Shares in GlaxoSmithKline have risen after the US Food and Drug Administration paved the way for two disputed drugs to return to market.
Glaxo said it is on track to meet earnings targets
Anti-depressant Paxil CR and diabetes treatment Avandamet failed to meet quality standards but did not pose a health risk, the regulators said.
The agreement with the FDA provides for an independent review of the plant in Puerto Rico, which makes the two drugs.
In afternoon trade, GSK shares were up 81 pence or 6.5% at 1322p.
Investors were also buoyed by a 17% increase in first-quarter profit.
Operations have continued at the factory in Cidra but production of the drugs in question will not resume until the independent review of the plant is completed.
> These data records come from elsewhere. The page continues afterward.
//! End-to-end drawer scenarios through the controller.

use std::cell::Cell;
use std::rc::Rc;
use std::time::Duration;

use drawerstack_core::{
    evaluate_release, resolve, AnimationState, ContentRegistry, DrawerConfig, DrawerContent,
    DrawerController, DrawerEntry, DrawerId, FocusTarget, GestureVerdict, OpenOptions,
    PresentationMode, PresentationRequest, Props, SizeToken,
};
use serde_json::json;

// ── Helpers ──────────────────────────────────────────────────────────

/// Content with a visible counter standing in for form substate.
struct Counter {
    edits: Rc<Cell<u32>>,
    props: Props,
}

impl DrawerContent for Counter {
    fn focusable_count(&self) -> usize {
        3
    }

    fn on_props(&mut self, props: &Props) {
        self.props = props.clone();
    }
}

/// Host-side content trait, the way a UI adds its own hooks.
trait Editable: DrawerContent {
    fn edit(&mut self);
    fn edits(&self) -> u32;
    fn props(&self) -> &Props;
}

impl Editable for Counter {
    fn edit(&mut self) {
        self.edits.set(self.edits.get() + 1);
    }

    fn edits(&self) -> u32 {
        self.edits.get()
    }

    fn props(&self) -> &Props {
        &self.props
    }
}

fn controller(width: u32) -> DrawerController<dyn Editable> {
    let mut registry: ContentRegistry<dyn Editable> = ContentRegistry::new();
    for tag in ["trip-settings", "place-selector", "meal-editor"] {
        registry.register(tag, |entry: &DrawerEntry| -> Box<dyn Editable> {
            Box::new(Counter {
                edits: Rc::new(Cell::new(0)),
                props: entry.props.clone(),
            })
        });
    }
    DrawerController::new(DrawerConfig::default(), registry, width)
}

fn settle(ctl: &mut DrawerController<dyn Editable>) {
    for _ in 0..10 {
        ctl.tick(Duration::from_millis(50));
    }
}

fn stack(ctl: &DrawerController<dyn Editable>) -> Vec<DrawerId> {
    ctl.store().entries().iter().map(|e| e.id).collect()
}

fn trapped(ctl: &DrawerController<dyn Editable>, id: DrawerId) -> bool {
    ctl.mount()
        .get(id)
        .is_some_and(|d| d.shell.focus().is_trapped())
}

// ── Pure policies ────────────────────────────────────────────────────

#[test]
fn gesture_evaluator_reference_points() {
    assert_eq!(evaluate_release(150.0, 0.0), GestureVerdict::Dismiss);
    assert_eq!(evaluate_release(60.0, 600.0), GestureVerdict::Dismiss);
    assert_eq!(evaluate_release(60.0, 100.0), GestureVerdict::SnapBack);
    assert_eq!(evaluate_release(0.0, 0.0), GestureVerdict::SnapBack);
}

#[test]
fn presentation_reference_points() {
    let sheet = resolve(360, PresentationRequest::Auto, Some(SizeToken::Md));
    assert_eq!(sheet.mode, PresentationMode::BottomSheet);

    let panel = resolve(1280, PresentationRequest::Auto, Some(SizeToken::Md));
    assert_eq!(panel.mode, PresentationMode::SidePanel);
    assert_eq!(panel.width_px, 420);

    for width in [320, 360, 1024, 1280] {
        let full = resolve(width, PresentationRequest::Fullscreen, None);
        assert_eq!(full.mode, PresentationMode::Fullscreen);
    }
}

// ── Stack scenarios ──────────────────────────────────────────────────

#[test]
fn open_open_back_returns_focus_to_first() {
    let mut ctl = controller(1280);
    let a = ctl.open("trip-settings", json!({}), OpenOptions::new());
    settle(&mut ctl);
    let b = ctl.open("meal-editor", json!({}), OpenOptions::new());
    settle(&mut ctl);
    assert!(trapped(&ctl, b));
    assert!(!trapped(&ctl, a));

    assert_eq!(ctl.back(), Some(b));
    // A takes the trap back as soon as B starts leaving.
    assert!(trapped(&ctl, a));
    assert!(!trapped(&ctl, b));
    assert_eq!(
        ctl.mount().get(b).map(|d| d.shell.state()),
        Some(AnimationState::Exiting)
    );

    settle(&mut ctl);
    assert_eq!(stack(&ctl), vec![a]);
    assert!(ctl.mount().get(b).is_none());
    assert_eq!(ctl.focused(), Some((a, FocusTarget::Element(0))));
}

#[test]
fn keep_state_drawer_comes_back_with_its_substate() {
    let mut ctl = controller(1280);
    let keep = OpenOptions::new().keep_state_on_close(true);

    let a = ctl.open("trip-settings", json!({"trip": 1}), keep.clone());
    settle(&mut ctl);
    ctl.content_mut(a).unwrap().edit();
    ctl.content_mut(a).unwrap().edit();

    ctl.close(a);
    settle(&mut ctl);
    assert!(ctl.store().is_empty());

    let again = ctl.open("trip-settings", json!({"trip": 2}), keep);
    assert_eq!(again, a);
    let content = ctl.content_mut(a).unwrap();
    assert_eq!(content.edits(), 2);
    assert_eq!(content.props(), &json!({"trip": 2}));
    assert_eq!(ctl.store().get(a).map(|e| e.open_count), Some(2));
}

#[test]
fn drawer_without_retention_comes_back_fresh() {
    let mut ctl = controller(1280);
    let a = ctl.open("meal-editor", json!({}), OpenOptions::new());
    settle(&mut ctl);
    ctl.content_mut(a).unwrap().edit();
    ctl.close(a);
    settle(&mut ctl);

    let b = ctl.open("meal-editor", json!({}), OpenOptions::new());
    assert_ne!(a, b);
    assert_eq!(ctl.content_mut(b).unwrap().edits(), 0);
}

#[test]
fn reopen_during_exit_reuses_entry_in_place() {
    let mut ctl = controller(1280);
    let keep = OpenOptions::new().keep_state_on_close(true);
    let a = ctl.open("trip-settings", json!({}), keep.clone());
    settle(&mut ctl);
    ctl.content_mut(a).unwrap().edit();

    ctl.close(a);
    ctl.tick(Duration::from_millis(100));
    let again = ctl.open("trip-settings", json!({"again": true}), keep);

    assert_eq!(again, a);
    assert_eq!(stack(&ctl), vec![a]);
    assert_eq!(
        ctl.store().get(a).map(|e| e.animation_state),
        Some(AnimationState::Open)
    );
    settle(&mut ctl);
    // Still there: the cancelled exit never completes.
    assert_eq!(stack(&ctl), vec![a]);
    assert_eq!(ctl.content_mut(a).unwrap().edits(), 1);
}

#[test]
fn close_all_then_close_is_noop() {
    let mut ctl = controller(1280);
    let a = ctl.open("trip-settings", json!({}), OpenOptions::new());
    let b = ctl.open("meal-editor", json!({}), OpenOptions::new());
    settle(&mut ctl);

    assert_eq!(ctl.close_all(), 2);
    assert!(!ctl.close(a));
    assert!(!ctl.close(b));
    assert_eq!(ctl.back(), None);
    assert_eq!(stack(&ctl), vec![a, b]);

    settle(&mut ctl);
    assert!(ctl.store().is_empty());
    assert!(ctl.mount().is_empty());
}

#[test]
fn nested_selectors_stack_when_duplicates_are_requested() {
    let mut ctl = controller(1280);
    let outer = ctl.open("place-selector", json!({"level": 1}), OpenOptions::new());
    let inner = ctl.open(
        "place-selector",
        json!({"level": 2}),
        OpenOptions::new().allow_duplicate(true),
    );
    settle(&mut ctl);
    assert_eq!(stack(&ctl), vec![outer, inner]);
    let z: Vec<u32> = ctl.drawers().map(|d| d.z_index).collect();
    assert!(z[0] < z[1]);
    assert!(trapped(&ctl, inner));
}

#[test]
fn unknown_content_type_is_tracked_but_empty() {
    let mut ctl = controller(1280);
    let id = ctl.open("passport-stamps", json!({}), OpenOptions::new());
    settle(&mut ctl);
    let drawer = ctl.topmost().unwrap();
    assert_eq!(drawer.id(), id);
    assert!(drawer.content_missing());
    assert_eq!(ctl.focused(), Some((id, FocusTarget::Container)));

    assert_eq!(ctl.back(), Some(id));
    settle(&mut ctl);
    assert!(ctl.store().is_empty());
}

// ── Gestures ─────────────────────────────────────────────────────────

#[test]
fn slow_drag_past_threshold_dismisses_sheet() {
    let mut ctl = controller(375);
    let id = ctl.open("meal-editor", json!({}), OpenOptions::new());
    settle(&mut ctl);

    assert_eq!(ctl.drag_start(0), Some(id));
    for step in 1..=30u64 {
        ctl.drag_move(5.0 * step as f64, step * 40);
    }
    assert_eq!(ctl.drag_end(1_300), Some(GestureVerdict::Dismiss));
    settle(&mut ctl);
    assert!(ctl.store().is_empty());
}

#[test]
fn hesitant_drag_snaps_back_and_stays() {
    let mut ctl = controller(375);
    let id = ctl.open("meal-editor", json!({}), OpenOptions::new());
    settle(&mut ctl);

    ctl.drag_start(0);
    ctl.drag_move(40.0, 300);
    ctl.drag_move(80.0, 600);
    assert_eq!(ctl.drag_end(900), Some(GestureVerdict::SnapBack));
    settle(&mut ctl);
    assert_eq!(stack(&ctl), vec![id]);
    assert_eq!(
        ctl.store().get(id).map(|e| e.animation_state),
        Some(AnimationState::Open)
    );
    assert_eq!(ctl.topmost().map(|d| d.shell.drag_offset()), Some(0.0));
}

#[test]
fn resize_mid_drag_cancels_it() {
    let mut ctl = controller(375);
    ctl.open("meal-editor", json!({}), OpenOptions::new());
    settle(&mut ctl);
    ctl.drag_start(0);
    ctl.drag_move(90.0, 20);

    ctl.set_viewport(1280);
    assert_eq!(ctl.dragging(), None);
    assert_eq!(ctl.drag_end(40), None);
    assert_eq!(ctl.store().live_entries().count(), 1);
}
use std::collections::VecDeque;

use serde::{Deserialize, Serialize};

use crate::config::GestureConfig;

/// One pointer sample: vertical offset from the drag origin (positive = down).
#[derive(Debug, Clone, Copy, PartialEq, Serialize, Deserialize)]
pub struct DragSample {
    pub offset_px: f64,
    pub timestamp_ms: u64,
}

/// A finished drag reduced to what the evaluator needs.
#[derive(Debug, Clone, Copy, PartialEq, Serialize, Deserialize)]
pub struct DragRelease {
    pub offset_px: f64,
    pub velocity_px_per_sec: f64,
}

/// Rolling window of drag samples for one gesture.
///
/// Only the samples inside `velocity_window_ms` of the newest one (and at
/// most `max_samples` of them) are kept, so velocity reflects the motion just
/// before release rather than the whole gesture.
#[derive(Debug, Clone)]
pub struct DragTracker {
    samples: VecDeque<DragSample>,
    window_ms: u64,
    max_samples: usize,
    elasticity: f64,
    active: bool,
}

impl DragTracker {
    pub fn new(config: &GestureConfig) -> Self {
        Self {
            samples: VecDeque::with_capacity(config.max_samples),
            window_ms: config.velocity_window_ms,
            max_samples: config.max_samples.max(2),
            elasticity: config.drag_elasticity,
            active: false,
        }
    }

    pub fn is_active(&self) -> bool {
        self.active
    }

    /// Start a gesture at offset zero.
    pub fn begin(&mut self, timestamp_ms: u64) {
        self.samples.clear();
        self.active = true;
        self.samples.push_back(DragSample {
            offset_px: 0.0,
            timestamp_ms,
        });
    }

    /// Record a pointer move. Ignored when no gesture is active.
    pub fn push(&mut self, offset_px: f64, timestamp_ms: u64) {
        if !self.active || !offset_px.is_finite() {
            return;
        }
        // Out-of-order timestamps are pinned to the newest one seen.
        let timestamp_ms = self
            .samples
            .back()
            .map_or(timestamp_ms, |last| timestamp_ms.max(last.timestamp_ms));
        tracing::trace!(offset_px, timestamp_ms, "drag sample");
        self.samples.push_back(DragSample {
            offset_px,
            timestamp_ms,
        });
        self.prune();
    }

    /// Pointer offset from the drag origin, unconstrained.
    pub fn raw_offset(&self) -> f64 {
        self.samples.back().map_or(0.0, |s| s.offset_px)
    }

    /// Offset to draw the sheet at: never above rest, damped downward.
    pub fn visual_offset(&self) -> f64 {
        let raw = self.raw_offset();
        if raw <= 0.0 {
            0.0
        } else {
            raw * self.elasticity
        }
    }

    /// Velocity over the current window, in px/s (positive = downward).
    pub fn velocity(&self) -> f64 {
        let (Some(first), Some(last)) = (self.samples.front(), self.samples.back()) else {
            return 0.0;
        };
        let dt_ms = last.timestamp_ms.saturating_sub(first.timestamp_ms);
        if dt_ms == 0 {
            return 0.0;
        }
        (last.offset_px - first.offset_px) / (dt_ms as f64 / 1000.0)
    }

    /// End the gesture at `timestamp_ms`. A pause before release shows up as
    /// low velocity because the window is measured up to the release time.
    pub fn release(&mut self, timestamp_ms: u64) -> DragRelease {
        if self.active {
            let offset = self.raw_offset();
            self.push(offset, timestamp_ms);
        }
        let release = DragRelease {
            offset_px: self.raw_offset(),
            velocity_px_per_sec: self.velocity(),
        };
        self.cancel();
        release
    }

    /// Drop the gesture without a verdict.
    pub fn cancel(&mut self) {
        self.samples.clear();
        self.active = false;
    }

    pub fn samples(&self) -> impl Iterator<Item = &DragSample> {
        self.samples.iter()
    }

    fn prune(&mut self) {
        let Some(newest) = self.samples.back().map(|s| s.timestamp_ms) else {
            return;
        };
        while self.samples.len() > 2 {
            let oldest = self.samples[0].timestamp_ms;
            let too_old = newest.saturating_sub(oldest) > self.window_ms;
            if too_old || self.samples.len() > self.max_samples {
                self.samples.pop_front();
            } else {
                break;
            }
        }
        // With two samples left the older one may still be outside the
        // window; keep it only if it is the sole reference point.
        if self.samples.len() == 2 && newest.saturating_sub(self.samples[0].timestamp_ms) > self.window_ms {
            let latest = self.samples[1];
            self.samples.clear();
            self.samples.push_back(latest);
        }
    }
}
GSK said it had already implemented changes to the manufacturing processes for the two treatments.
Earnings on track
The FDA did not impose a fine but GSK could face a penalty of up to $10m (£5.25m) a year if it fails to comply with the agreement.
GSK will also have to ensure an earlier-produced batch of products are destroyed or reconditioned.
Investors had feared GSK's earnings could be hit as a result of the inquiry but the company said on Thursday it was set to meet full-year targets.
GSK posted pre-tax profits of £1.7bn in the three months to 31 March - ahead of analysts' forecasts - on the back of sales of £5.03bn.
The company said rising sales of asthma drug Advair had helped offset currency effects and competition from generic antidepressant products.